On Thu, 2023-11-09 at 09:20 -0800, Andrii Nakryiko wrote:
[...]
> > > struct bpf_insn_hist_entry {
> > > - u32 prev_idx;
> > > u32 idx;
> > > + /* insn idx can't be bigger than 1 million */
> > > + u32 prev_idx : 22;
> > > + /* special flags, e.g., whether insn is doing register stack spill/load */
> > > + u32 flags : 10;
> > > };
> >
> > Nitpick: maybe use separate bit-fields for frameno and spi instead of
> > flags? Or add dedicated accessor functions?
>
> I wanted to keep it very uniform so that push_insn_history() doesn't
> know about all such details. It just has "flags". We might use these
> flags for some other use cases, though if we run out of bits we'll
> probably just expand bpf_insn_hist_entry and refactor existing code
> anyways.

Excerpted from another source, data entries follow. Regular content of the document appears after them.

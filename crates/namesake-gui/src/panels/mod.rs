/// Panels composing the main window. Each returns the commands the user
/// issued; none of them touches the filesystem.
pub mod group_list;
pub mod members_panel;
pub mod merge_dialog;
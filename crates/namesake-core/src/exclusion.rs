/// Entries opted out of the next consolidation of their group.
///
/// Excluded entries stay visible in the group list; they are only filtered out
/// when a consolidation plan is built. Membership is keyed by full path.
use crate::model::Entry;
use std::collections::HashSet;
use std::path::{Path, PathBuf};

#[derive(Debug, Default, Clone)]
pub struct ExclusionRegistry {
    paths: HashSet<PathBuf>,
}

impl ExclusionRegistry {
    pub fn new() -> Self {
        Self::default()
    }

    /// Returns `true` if the path was not already excluded.
    pub fn exclude(&mut self, path: impl Into<PathBuf>) -> bool {
        self.paths.insert(path.into())
    }

    /// Returns `true` if the path was excluded before.
    pub fn include(&mut self, path: &Path) -> bool {
        self.paths.remove(path)
    }

    pub fn is_excluded(&self, path: &Path) -> bool {
        self.paths.contains(path)
    }

    /// Flip the state of `path`; returns the new "excluded" state.
    pub fn toggle(&mut self, path: &Path) -> bool {
        if self.include(path) {
            false
        } else {
            self.exclude(path)
        }
    }

    pub fn clear(&mut self) {
        self.paths.clear();
    }

    pub fn len(&self) -> usize {
        self.paths.len()
    }

    pub fn is_empty(&self) -> bool {
        self.paths.is_empty()
    }

    /// The members that are not excluded, in their original order.
    pub fn filter(&self, members: &[Entry]) -> Vec<Entry> {
        members
            .iter()
            .filter(|m| !self.is_excluded(&m.path))
            .cloned()
            .collect()
    }
}
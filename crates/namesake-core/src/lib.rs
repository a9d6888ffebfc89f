/// Namesake Core -- similarity grouping, consolidation, and data model.
///
/// This crate contains all business logic with zero UI dependencies.
/// It is designed to be reusable across different frontends (GUI, CLI, TUI).
///
/// # Modules
///
/// - [`model`]: Directory entries and similarity groups.
/// - [`similarity`]: The multi-heuristic name scorer.
/// - [`cluster`]: Greedy single-link grouping of a directory listing.
/// - [`exclusion`]: Entries opted out of the next consolidation.
/// - [`consolidate`]: Folding a group into one newly created folder.
/// - [`rescan`]: Incremental regrouping after change notifications.
/// - [`listing`]: Non-recursive directory listing primitive.
/// - [`scanner`]: Background full scans and incremental rescans.
/// - [`monitor`]: Filesystem watcher and change debouncer.
/// - [`config`]: User configuration loaded from TOML.
pub mod cluster;
pub mod config;
pub mod consolidate;
pub mod exclusion;
pub mod listing;
pub mod model;
pub mod monitor;
pub mod rescan;
pub mod scanner;
pub mod similarity;
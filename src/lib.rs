//! # Dynamic Hazard Pointer safe memory reclamation
//!
//! A Dynamic Hazard Pointer (DHP) safe memory reclamation runtime, and
//! two lock-free containers built on it, ported in spirit from the
//! [Concurrency Kit](http://concurrencykit.org/) C library's approach
//! to lock-free primitives and from `cds::gc::DHP` in
//! [libcds](https://github.com/khizmax/libcds).
//!
//! ## Module Organization
//!
//! ### Foundation
//! - [`allocator`] - Memory allocator abstraction and process-wide allocator hooks
//! - [`error`] - Error kinds surfaced by the SMR runtime
//! - [`stats`] - Reclamation statistics
//!
//! ### Core Primitives
//! - [`pr`] - Memory fences and the CPU pause hint
//! - [`mod@backoff`] - Exponential backoff for contention management
//! - [`stack`] - Lock-free stack (the building block behind the guard/retired-block pools)
//!
//! ### SMR Runtime
//! - [`smr`] - The DHP singleton: `construct`/`destruct`, `attach_thread`/`detach_thread`,
//!   `retire`, `scan`, `help_scan`, and the [`smr::Guard`] / [`smr::GuardArray`] /
//!   [`smr::GuardedPtr`] hazard-pointer API
//!
//! ### Containers
//! - [`containers::treiber_stack`] - Treiber-style lock-free stack with elimination back-off
//! - [`containers::michael_list`] - Michael/Harris ordered singly-linked list

#![warn(missing_docs)]
#![warn(rust_2018_idioms)]
#![allow(clippy::module_inception)]

// =============================================================================
// Tier 0: Foundation (No Internal Dependencies)
// =============================================================================

/// Memory allocator abstraction and process-wide allocator hooks.
pub mod allocator;

/// Error kinds surfaced by the SMR runtime.
pub mod error;

/// Reclamation statistics.
pub mod stats;

// =============================================================================
// Tier 1: Core Primitives (Depends on Tier 0)
// =============================================================================

/// Memory fences and the CPU pause hint used by every CAS retry loop.
pub mod pr;

// =============================================================================
// Tier 2: Basic Building Blocks (Depends on Tiers 0-1)
// =============================================================================

/// Exponential backoff for contention management.
pub mod backoff;

/// Lock-free stack, the primitive behind the guard/retired-block pools.
pub mod stack;

// =============================================================================
// Tier 3: SMR Runtime (Depends on Tiers 0-2)
// =============================================================================

/// The Dynamic Hazard Pointer SMR runtime.
pub mod smr;

// =============================================================================
// Tier 4: Containers (Depends on Tiers 0-3)
// =============================================================================

/// Lock-free containers built on the DHP SMR runtime.
pub mod containers;

// =============================================================================
// Re-exports for convenience
// =============================================================================

pub use allocator::{Allocator, GlobalAllocator};
pub use error::SmrError;
pub use smr::{Guard, GuardArray, GuardedPtr};
pub use stats::Stats;
//! The Dynamic Hazard Pointer SMR runtime.
//!
//! This module owns the process-wide singleton (`spec.md` §4.4), the
//! per-thread bookkeeping it hands out, and the reclamation algorithms
//! (`scan`, `help_scan`) that make `retire` eventually free memory.
//! Container code (`crate::containers`) never touches these types
//! directly except through the [`Guard`] family re-exported here.

mod guard;
mod guard_slot;
mod hazard_storage;
mod pool;
mod retired;
mod thread_record;

pub use guard::{Guard, GuardArray, GuardedPtr};

use core::cell::Cell;
use core::ptr;
use core::sync::atomic::{AtomicBool, AtomicUsize, Ordering};
use std::boxed::Box;

use guard_slot::GuardBlock;
use pool::Pool;
use retired::{RetiredArray, RetiredBlock, RetiredPtr};
use thread_record::{ThreadRecord, ThreadRecordList};

use crate::allocator::{AllocFn, AllocatorHooks, FreeFn};
use crate::error::SmrError;
use crate::stats::{Counters, Stats};

/// Default initial hazard-pointer count, used when `construct` is never
/// called explicitly before the first `attach_thread` (a convenience for
/// container unit tests; `spec.md` leaves this unconstrained as long as
/// `construct` precedes `attach_thread`).
const DEFAULT_INITIAL_HP_COUNT: usize = 16;

struct Smr {
    constructed: AtomicBool,
    initial_hp_count: AtomicUsize,
    list: ThreadRecordList,
    guard_pool: Pool<GuardBlock>,
    retired_pool: Pool<RetiredBlock>,
    hooks: AllocatorHooks,
    stats: Counters,
    /// Scan-sizing hint (`spec.md` §4.4, §9 "Not guessed"). Read/written
    /// with `Relaxed` ordering; correctness never depends on its value,
    /// only on `Vec` growing past it when wrong.
    last_plist_size: AtomicUsize,
}

impl Smr {
    const fn new() -> Self {
        Self {
            constructed: AtomicBool::new(false),
            initial_hp_count: AtomicUsize::new(DEFAULT_INITIAL_HP_COUNT),
            list: ThreadRecordList::new(),
            guard_pool: Pool::new(),
            retired_pool: Pool::new(),
            hooks: AllocatorHooks::new(),
            stats: Counters::new(),
            last_plist_size: AtomicUsize::new(DEFAULT_INITIAL_HP_COUNT * 4),
        }
    }

    fn require_constructed(&self) -> Result<(), SmrError> {
        if self.constructed.load(Ordering::Acquire) {
            Ok(())
        } else {
            Err(SmrError::NotInitialized.programmer_error())
        }
    }
}

static SMR: Smr = Smr::new();

thread_local! {
    static CURRENT_RECORD: Cell<*mut ThreadRecord> = const { Cell::new(ptr::null_mut()) };
}

/// Install the singleton, idempotently (`spec.md` §4.4 "construct").
///
/// A second call is a no-op: the design requires "only once" semantics,
/// not an error, so that library-internal and application-level callers
/// can both call it defensively.
pub fn construct(initial_hp_count: usize) {
    if SMR
        .constructed
        .compare_exchange(false, true, Ordering::AcqRel, Ordering::Relaxed)
        .is_ok()
    {
        SMR.initial_hp_count
            .store(initial_hp_count.max(1), Ordering::Relaxed);
        SMR.hooks.freeze();
        log::debug!("DHP SMR constructed with initial_hp_count = {initial_hp_count}");
    }
}

/// Install a process-wide allocator pair. Must precede [`construct`]
/// (`spec.md` §5 "Allocator policy"). Returns `false` if the hooks were
/// already frozen.
pub fn set_memory_allocator(alloc_fn: AllocFn, free_fn: FreeFn) -> bool {
    SMR.hooks.install(alloc_fn, free_fn)
}

/// Tear down the singleton (`spec.md` §4.4 "destruct").
///
/// If `detach_all` is set, every still-active thread record is force
/// detached first. Every thread record's retired pointers are then
/// disposed of unconditionally (this is only safe because the caller's
/// precondition is that no thread is still issuing SMR operations) and
/// its memory freed. Returns a statistics snapshot taken before state is
/// cleared (`Smr::postmortem_statistics`).
pub fn destruct(detach_all: bool) -> Stats {
    if detach_all {
        SMR.list.for_each(|rec| {
            if rec.is_active() {
                rec.release();
            }
        });
    }

    let snapshot = SMR.stats.snapshot();

    let mut cur = SMR.list.take_for_destruct();
    while !cur.is_null() {
        // SAFETY: cur is a live ThreadRecord owned by the now-reset list.
        let boxed = unsafe { Box::from_raw(cur) };
        let next = boxed.next.load(Ordering::Relaxed);

        boxed.retired.drain(|r| {
            // SAFETY: r.ptr was retired with r.deleter as its trampoline.
            unsafe { (r.deleter)(r.ptr) };
            Counters::bump(&SMR.stats.free_count);
        });
        boxed.retired.release_blocks(&SMR.retired_pool, &SMR.hooks);
        boxed.hazards.clear(&SMR.guard_pool, &SMR.hooks);

        cur = next;
    }

    CURRENT_RECORD.with(|c| c.set(ptr::null_mut()));
    SMR.constructed.store(false, Ordering::Release);
    log::debug!("DHP SMR destructed");
    snapshot
}

/// Attach the current thread, reusing an inactive record if one exists
/// (`spec.md` §4.4 "attach_thread").
pub fn attach_thread() -> Result<(), SmrError> {
    SMR.require_constructed()?;

    if let Some(existing) = SMR.list.find_reusable() {
        CURRENT_RECORD.with(|c| c.set(existing));
        return Ok(());
    }

    let initial_hp_count = SMR.initial_hp_count.load(Ordering::Relaxed);
    let record = Box::into_raw(Box::new(ThreadRecord::new(initial_hp_count)));
    SMR.list.push_front(record);
    Counters::bump(&SMR.stats.thread_rec_count);
    CURRENT_RECORD.with(|c| c.set(record));
    Ok(())
}

/// Detach the current thread (`spec.md` §4.4 "detach_thread"): cooperate
/// via `help_scan`, run a final `scan` so nothing is stranded, clear the
/// hazard storage (returning extension blocks to the pool), then mark
/// the record inactive and reusable.
pub fn detach_thread() -> Result<(), SmrError> {
    let record_ptr = tls()?;
    // SAFETY: record_ptr came from tls(), which only returns live records.
    let record = unsafe { &*record_ptr };

    help_scan_record(record);
    scan_record(record);
    record.hazards.clear(&SMR.guard_pool, &SMR.hooks);
    record.release();

    CURRENT_RECORD.with(|c| c.set(ptr::null_mut()));
    Ok(())
}

/// The current thread's record, or `NotAttached` (`spec.md` §4.4 "tls()").
pub(crate) fn tls() -> Result<*mut ThreadRecord, SmrError> {
    SMR.require_constructed()?;
    let ptr = CURRENT_RECORD.with(|c| c.get());
    if ptr.is_null() {
        Err(SmrError::NotAttached.programmer_error())
    } else {
        Ok(ptr)
    }
}

pub(crate) fn guard_pool() -> &'static Pool<GuardBlock> {
    &SMR.guard_pool
}

pub(crate) fn allocator_hooks() -> &'static AllocatorHooks {
    &SMR.hooks
}

pub(crate) fn stats() -> &'static Counters {
    &SMR.stats
}

/// Enqueue `p` for reclamation with `deleter` as its trampoline
/// (`spec.md` §4.4 "retire", §6.1). Containers should prefer the typed
/// [`retire`] wrapper instead of calling this directly.
pub(crate) fn retire_raw(ptr_: *mut (), deleter: unsafe fn(*mut ())) -> Result<(), SmrError> {
    let record_ptr = tls()?;
    // SAFETY: record_ptr came from tls().
    let record = unsafe { &*record_ptr };
    let retired = RetiredPtr {
        ptr: ptr_,
        deleter,
    };

    Counters::bump(&SMR.stats.retired_count);

    if record
        .retired
        .push(retired, &SMR.retired_pool, &SMR.hooks, &SMR.stats)?
    {
        return Ok(());
    }

    scan_record(record);

    // `scan` either freed room or extended the array; this push cannot
    // legitimately fail again (`spec.md` §4.4 "retire").
    record
        .retired
        .push(retired, &SMR.retired_pool, &SMR.hooks, &SMR.stats)
        .map(|_| ())
}

/// Typed retirement: builds the downcast-and-drop trampoline for `T`.
///
/// # Safety
///
/// `p` must be a unique, currently-reachable-from-no-live-path pointer
/// previously produced by `Box::into_raw::<T>`.
pub unsafe fn retire<T>(p: *mut T) -> Result<(), SmrError> {
    unsafe fn drop_trampoline<T>(p: *mut ()) {
        // SAFETY: contract of `retire`.
        drop(unsafe { Box::from_raw(p as *mut T) });
    }
    match retire_raw(p as *mut (), drop_trampoline::<T>) {
        Ok(()) => Ok(()),
        Err(e) => {
            // Container operations never expose SMR errors; per
            // `spec.md` §7 the node is leaked rather than risk double
            // handling, and the failure is logged for diagnosability.
            log::warn!("retire failed ({e}); leaking node to avoid corrupting SMR state");
            Err(e)
        }
    }
}

/// Opportunistic reclamation for the current thread (`spec.md` §4.5).
pub fn scan() -> Result<(), SmrError> {
    let record_ptr = tls()?;
    // SAFETY: record_ptr came from tls().
    scan_record(unsafe { &*record_ptr });
    Ok(())
}

/// Cooperative reclamation of detached threads' retired arrays
/// (`spec.md` §4.6).
pub fn help_scan() -> Result<(), SmrError> {
    let record_ptr = tls()?;
    // SAFETY: record_ptr came from tls().
    help_scan_record(unsafe { &*record_ptr });
    Ok(())
}

/// Force-dispose every retired pointer of the current thread regardless
/// of hazard protection (`spec.md` §6.1 "force_dispose"). Safe only when
/// the caller knows no other thread still holds a hazard on any of
/// them — e.g. because the guards that would have held one were already
/// dropped, as in the single-thread round-trip scenario (`spec.md` §8.1).
pub fn force_dispose() -> Result<(), SmrError> {
    let record_ptr = tls()?;
    // SAFETY: record_ptr came from tls().
    let record = unsafe { &*record_ptr };
    record.retired.drain(|r| {
        // SAFETY: r.ptr was retired with r.deleter as its trampoline.
        unsafe { (r.deleter)(r.ptr) };
        Counters::bump(&SMR.stats.free_count);
    });
    record.retired.release_blocks(&SMR.retired_pool, &SMR.hooks);
    Ok(())
}

/// Snapshot of every counter (`spec.md` §6.1 "statistics").
pub fn statistics() -> Stats {
    SMR.stats.snapshot()
}

/// Identical to [`statistics`]; exists as a distinct name so callers that
/// specifically want a post-teardown view read naturally. `destruct`
/// already returns the authoritative pre-clear snapshot.
pub fn postmortem_statistics() -> Stats {
    SMR.stats.snapshot()
}

fn repush_with_extend(
    record: &ThreadRecord,
    r: RetiredPtr,
    pool: &Pool<RetiredBlock>,
    hooks: &AllocatorHooks,
    stats: &Counters,
) -> Result<(), SmrError> {
    loop {
        if record.retired.repush(r, pool, hooks, stats)? {
            return Ok(());
        }
        record.retired.extend(pool, hooks, stats)?;
    }
}

fn scan_record(record: &ThreadRecord) {
    // Phase 1: the acquire load inside `list.head()`/`for_each` below
    // establishes the happens-before edge from every thread's `sync`
    // RMW to this walk (`spec.md` §4.5 step 1, §5).
    let hint = SMR.last_plist_size.load(Ordering::Relaxed);
    let mut plist: std::vec::Vec<*mut ()> = std::vec::Vec::with_capacity(hint);

    SMR.list.for_each(|rec| {
        if rec.is_active() {
            rec.hazards.collect_hazards(&mut plist);
        }
    });

    // Phase 3: sort for O(log n) membership testing.
    plist.sort_unstable();
    SMR.last_plist_size.store(plist.len().max(1), Ordering::Relaxed);
    Counters::bump(&SMR.stats.scan_count);

    // Phase 4: partition the retired array into kept vs freed.
    let mut kept = std::vec::Vec::new();
    let mut freed_any = false;
    record.retired.drain(|r| {
        if plist.binary_search(&r.ptr).is_ok() {
            kept.push(r);
        } else {
            // SAFETY: r.ptr was retired with r.deleter as its trampoline,
            // and it is not present in any thread's hazard snapshot.
            unsafe { (r.deleter)(r.ptr) };
            Counters::bump(&SMR.stats.free_count);
            freed_any = true;
        }
    });
    record.retired.release_blocks(&SMR.retired_pool, &SMR.hooks);

    for r in kept {
        if repush_with_extend(record, r, &SMR.retired_pool, &SMR.hooks, &SMR.stats).is_err() {
            log::warn!("scan: failed to re-enqueue a still-hazardous retired pointer");
        }
    }

    // Phase 5: if scan made no progress, pre-extend so the next retire
    // is guaranteed to succeed without needing another scan
    // (`spec.md` §4.5 step 5).
    if !freed_any {
        let _ = record.retired.extend(&SMR.retired_pool, &SMR.hooks, &SMR.stats);
    }
}

fn help_scan_record(record: &ThreadRecord) {
    Counters::bump(&SMR.stats.help_scan_count);
    SMR.list.for_each(|rec| {
        if core::ptr::eq(rec, record) {
            return;
        }
        if !rec.is_active() && rec.try_claim() {
            rec.retired.drain(|r| {
                if repush_with_extend(record, r, &SMR.retired_pool, &SMR.hooks, &SMR.stats)
                    .is_err()
                {
                    log::warn!("help_scan: failed to migrate a retired pointer");
                }
            });
            rec.retired.release_blocks(&SMR.retired_pool, &SMR.hooks);
            rec.release();
        }
    });
}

So, basically, I didn't want to over-engineer this bit too
> much :)
Well, maybe hide "(hist->flags >> INSN_F_SPI_SHIFT) & INSN_F_SPI_MASK"
behind an accessor?
[...]
> > > +static int push_insn_history(struct bpf_verifier_env *env, struct bpf_verifier_state *cur,
> > > + int insn_flags)
> > > {
> > > struct bpf_insn_hist_entry *p;
> > > size_t alloc_size;
> > >
> > > - if (!is_jmp_point(env, env->insn_idx))
> > > + /* combine instruction flags if we already recorded this instruction */
> > > + if (cur->insn_hist_end > cur->insn_hist_start &&
> > > + (p = &env->insn_hist[cur->insn_hist_end - 1]) &&
> > > + p->idx == env->insn_idx &&
> > > + p->prev_idx == env->prev_insn_idx) {
> > > + p->flags |= insn_flags;
> >
> > Nitpick: maybe add an assert to check that frameno/spi are not or'ed?
>
> ok, something like
>
> WARN_ON_ONCE(p->flags & (INSN_F_STACK_ACCESS | INSN_F_FRAMENOMASK |
> (INSN_F_SPI_MASK << INSN_F_SPI_SHIFT)));
>
> ?
Something like this, yes.
[...]
> > > @@ -4713,9 +4711,12 @@ static int check_stack_write_fixed_off(struct bpf_verifier_env *env,
> > >
> > > /* Mark slots affected by this stack write. */
> > > for (i = 0; i < size; i++)
> > > - state->stack[spi].slot_type[(slot - i) % BPF_REG_SIZE] =
> > > - type;
> > > + state->stack[spi].slot_type[(slot - i) % BPF_REG_SIZE] = type;
> > > + insn_flags = 0; /* not a register spill */
> > > }
> > > +
> > > + if (insn_flags)
> > > + return push_insn_history(env, env->cur_state, insn_flags);
> >
> > Maybe add a check that insn is BPF_ST or BPF_STX here?
> > Only these cases are supported by backtrack_insn() while
> > check_mem_access() is called from multiple places.
>
> seems like a wrong place to enforce that check_stack_write_fixed_off()
> is called only for those instructions?
check_stack_write_fixed_off() is called from check_stack_write() which
is called from check_mem_access() which might trigger
check_stack_write_fixed_off() when called with BPF_WRITE flag and
pointer to stack as an argument.
This happens for ST, STX but also in check_helper_call(),
process_iter_arg() (maybe other places).
Speaking of which, should this be handled in backtrack_insn()?
> [...]
>
> trimming is good
Sigh... sorry, really tried to trim everything today.